• The problem
Every word of the data must be reproduced in your reply exactly.

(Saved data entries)
▼

#[cfg(test)]
mod tests {
    use serde_json::json;

    use super::*;

    fn row() -> serde_json::Value {
        json!({
            "id": "m-1",
            "player1_id": "alice",
            "player2_id": "bob",
            "status": "active",
            "winner_id": null,
            "grid_seed": "000000000000000000000000000000ff",
            "mode": "blitz",
            "p1_rounds": 1,
            "p2_rounds": 2,
            "current_round": 4,
            "p1_ready": true,
            "p2_ready": false,
            "target_score": 5,
            "created_at": "2025-01-01T00:00:00Z",
        })
    }

    mod rows {
        use super::*;

        #[test]
        fn test_valid_row() {
            let record = MatchRecord::from_row(row()).unwrap();
            assert_eq!(record.mode, DuelMode::Blitz);
            assert_eq!(record.status, MatchStatus::Active);
            assert_eq!(record.grid_seed.as_u128(), 0xff);
            assert_eq!(record.seat(&PlayerId::new("bob")), Some(Seat::Player2));
            assert_eq!(record.finished_at, None);
            assert_eq!(record.to_row()["mode"], "blitz");
        }

        #[test]
        fn test_active_without_opponent() {
            let mut row = row();
            row["player2_id"] = json!(null);
            assert!(matches!(
                MatchRecord::from_row(row),
                Err(SchemaError::MissingOpponent { .. })
            ));
        }

        #[test]
        fn test_self_match() {
            let mut row = row();
            row["player2_id"] = json!("alice");
            assert!(matches!(
                MatchRecord::from_row(row),
                Err(SchemaError::SelfMatch { .. })
            ));
        }

        #[test]
        fn test_finished_winner_must_be_playing() {
            let mut row = row();
            row["status"] = json!("finished");
            assert!(matches!(
                MatchRecord::from_row(row.clone()),
                Err(SchemaError::MissingWinner { .. })
            ));
            row["winner_id"] = json!("carol");
            assert!(matches!(
                MatchRecord::from_row(row.clone()),
                Err(SchemaError::ForeignWinner { .. })
            ));
            row["winner_id"] = json!("bob");
            assert!(MatchRecord::from_row(row).is_ok());
        }

        #[test]
        fn test_unknown_mode() {
            let mut row = row();
            row["mode"] = json!("Blitz");
            assert!(matches!(
                MatchRecord::from_row(row),
                Err(SchemaError::Malformed { .. })
            ));
        }
    }

    mod updates {
        use super::*;

        #[test]
        fn test_guard() {
            let record = MatchRecord::from_row(row()).unwrap();
            assert!(!MatchGuard::open().matches(&record));
            assert!(MatchGuard::status(MatchStatus::Active).matches(&record));
            assert!(
                MatchGuard::status(MatchStatus::Active)
                    .at_round(4)
                    .matches(&record)
            );
            assert!(
                !MatchGuard::status(MatchStatus::Active)
                    .at_round(3)
                    .matches(&record)
            );
            assert!(MatchGuard::default().matches(&record));
        }

        #[test]
        fn test_patch() {
            let mut record = MatchRecord::from_row(row()).unwrap();
            MatchPatch::default()
                .with_rounds(Seat::Player2, 3)
                .with_round(5)
                .apply(&mut record);
            assert_eq!(record.p2_rounds, 3);
            assert_eq!(record.p1_rounds, 1);
            assert_eq!(record.current_round, 5);
            assert!(!record.p1_ready && !record.p2_ready);

            let at = record.created_at;
            MatchPatch::finish(PlayerId::new("bob"), at).apply(&mut record);
            assert_eq!(record.status, MatchStatus::Finished);
            assert_eq!(record.winner_id, Some(PlayerId::new("bob")));
            assert_eq!(record.finished_at, Some(at));
            assert!(record.validate().is_ok());
        }

        #[test]
        fn test_progress_orders_updates() {
            let before = MatchRecord::from_row(row()).unwrap();
            let mut after = before.clone();
            MatchPatch::default()
                .with_rounds(Seat::Player1, 2)
                .with_round(5)
                .apply(&mut after);
            assert!(after.progress() > before.progress());
        }
    }

    #[test]
    fn test_blitz_threshold() {
        assert_eq!(DuelMode::Blitz.win_threshold(5), 3);
        assert_eq!(DuelMode::Standard.win_threshold(5), 5);
    }

    #[test]
    fn test_fallback_profile() {
        let profile = ProfileRecord::fallback(&PlayerId::new("user-12345678"));
        assert_eq!(profile.username, "player-5678");
        assert_eq!(profile.max_level, 1);
        assert_eq!(profile.elo_rating, 1000);
    }
}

▲

• Response for this exercise
#[cfg(test)]
mod tests {
    use serde_json::json;

    use super::*;

    fn row() -> serde_json::Value {
        json!({
            "id": "m-1",
            "player1_id": "alice",
            "player2_id": "bob",
            "status": "active",
            "winner_id": null,
            "grid_seed": "000000000000000000000000000000ff",
            "mode": "blitz",
            "p1_rounds": 1,
            "p2_rounds": 2,
            "current_round": 4,
            "p1_ready": true,
            "p2_ready": false,
            "target_score": 5,
            "created_at": "2025-01-01T00:00:00Z",
        })
    }

    mod rows {
        use super::*;

        #[test]
        fn test_valid_row() {
            let record = MatchRecord::from_row(row()).unwrap();
            assert_eq!(record.mode, DuelMode::Blitz);
            assert_eq!(record.status, MatchStatus::Active);
            assert_eq!(record.grid_seed.as_u128(), 0xff);
            assert_eq!(record.seat(&PlayerId::new("bob")), Some(Seat::Player2));
            assert_eq!(record.finished_at, None);
            assert_eq!(record.to_row()["mode"], "blitz");
        }

        #[test]
        fn test_active_without_opponent() {
            let mut row = row();
            row["player2_id"] = json!(null);
            assert!(matches!(
                MatchRecord::from_row(row),
                Err(SchemaError::MissingOpponent { .. })
            ));
        }

        #[test]
        fn test_self_match() {
            let mut row = row();
            row["player2_id"] = json!("alice");
            assert!(matches!(
                MatchRecord::from_row(row),
                Err(SchemaError::SelfMatch { .. })
            ));
        }

        #[test]
        fn test_finished_winner_must_be_playing() {
            let mut row = row();
            row["status"] = json!("finished");
            assert!(matches!(
                MatchRecord::from_row(row.clone()),
                Err(SchemaError::MissingWinner { .. })
            ));
            row["winner_id"] = json!("carol");
            assert!(matches!(
                MatchRecord::from_row(row.clone()),
                Err(SchemaError::ForeignWinner { .. })
            ));
            row["winner_id"] = json!("bob");
            assert!(MatchRecord::from_row(row).is_ok());
        }

        #[test]
        fn test_unknown_mode() {
            let mut row = row();
            row["mode"] = json!("Blitz");
            assert!(matches!(
                MatchRecord::from_row(row),
                Err(SchemaError::Malformed { .. })
            ));
        }
    }

    mod updates {
        use super::*;

        #[test]
        fn test_guard() {
            let record = MatchRecord::from_row(row()).unwrap();
            assert!(!MatchGuard::open().matches(&record));
            assert!(MatchGuard::status(MatchStatus::Active).matches(&record));
            assert!(
                MatchGuard::status(MatchStatus::Active)
                    .at_round(4)
                    .matches(&record)
            );
            assert!(
                !MatchGuard::status(MatchStatus::Active)
                    .at_round(3)
                    .matches(&record)
            );
            assert!(MatchGuard::default().matches(&record));
        }

        #[test]
        fn test_patch() {
            let mut record = MatchRecord::from_row(row()).unwrap();
            MatchPatch::default()
                .with_rounds(Seat::Player2, 3)
                .with_round(5)
                .apply(&mut record);
            assert_eq!(record.p2_rounds, 3);
            assert_eq!(record.p1_rounds, 1);
            assert_eq!(record.current_round, 5);
            assert!(!record.p1_ready && !record.p2_ready);

            let at = record.created_at;
            MatchPatch::finish(PlayerId::new("bob"), at).apply(&mut record);
            assert_eq!(record.status, MatchStatus::Finished);
            assert_eq!(record.winner_id, Some(PlayerId::new("bob")));
            assert_eq!(record.finished_at, Some(at));
            assert!(record.validate().is_ok());
        }

        #[test]
        fn test_progress_orders_updates() {
            let before = MatchRecord::from_row(row()).unwrap();
            let mut after = before.clone();
            MatchPatch::default()
                .with_rounds(Seat::Player1, 2)
                .with_round(5)
                .apply(&mut after);
            assert!(after.progress() > before.progress());
        }
    }

    #[test]
    fn test_blitz_threshold() {
        assert_eq!(DuelMode::Blitz.win_threshold(5), 3);
        assert_eq!(DuelMode::Standard.win_threshold(5), 5);
    }

    #[test]
    fn test_fallback_profile() {
        let profile = ProfileRecord::fallback(&PlayerId::new("user-12345678"));
        assert_eq!(profile.username, "player-5678");
        assert_eq!(profile.max_level, 1);
        assert_eq!(profile.elo_rating, 1000);
    }
}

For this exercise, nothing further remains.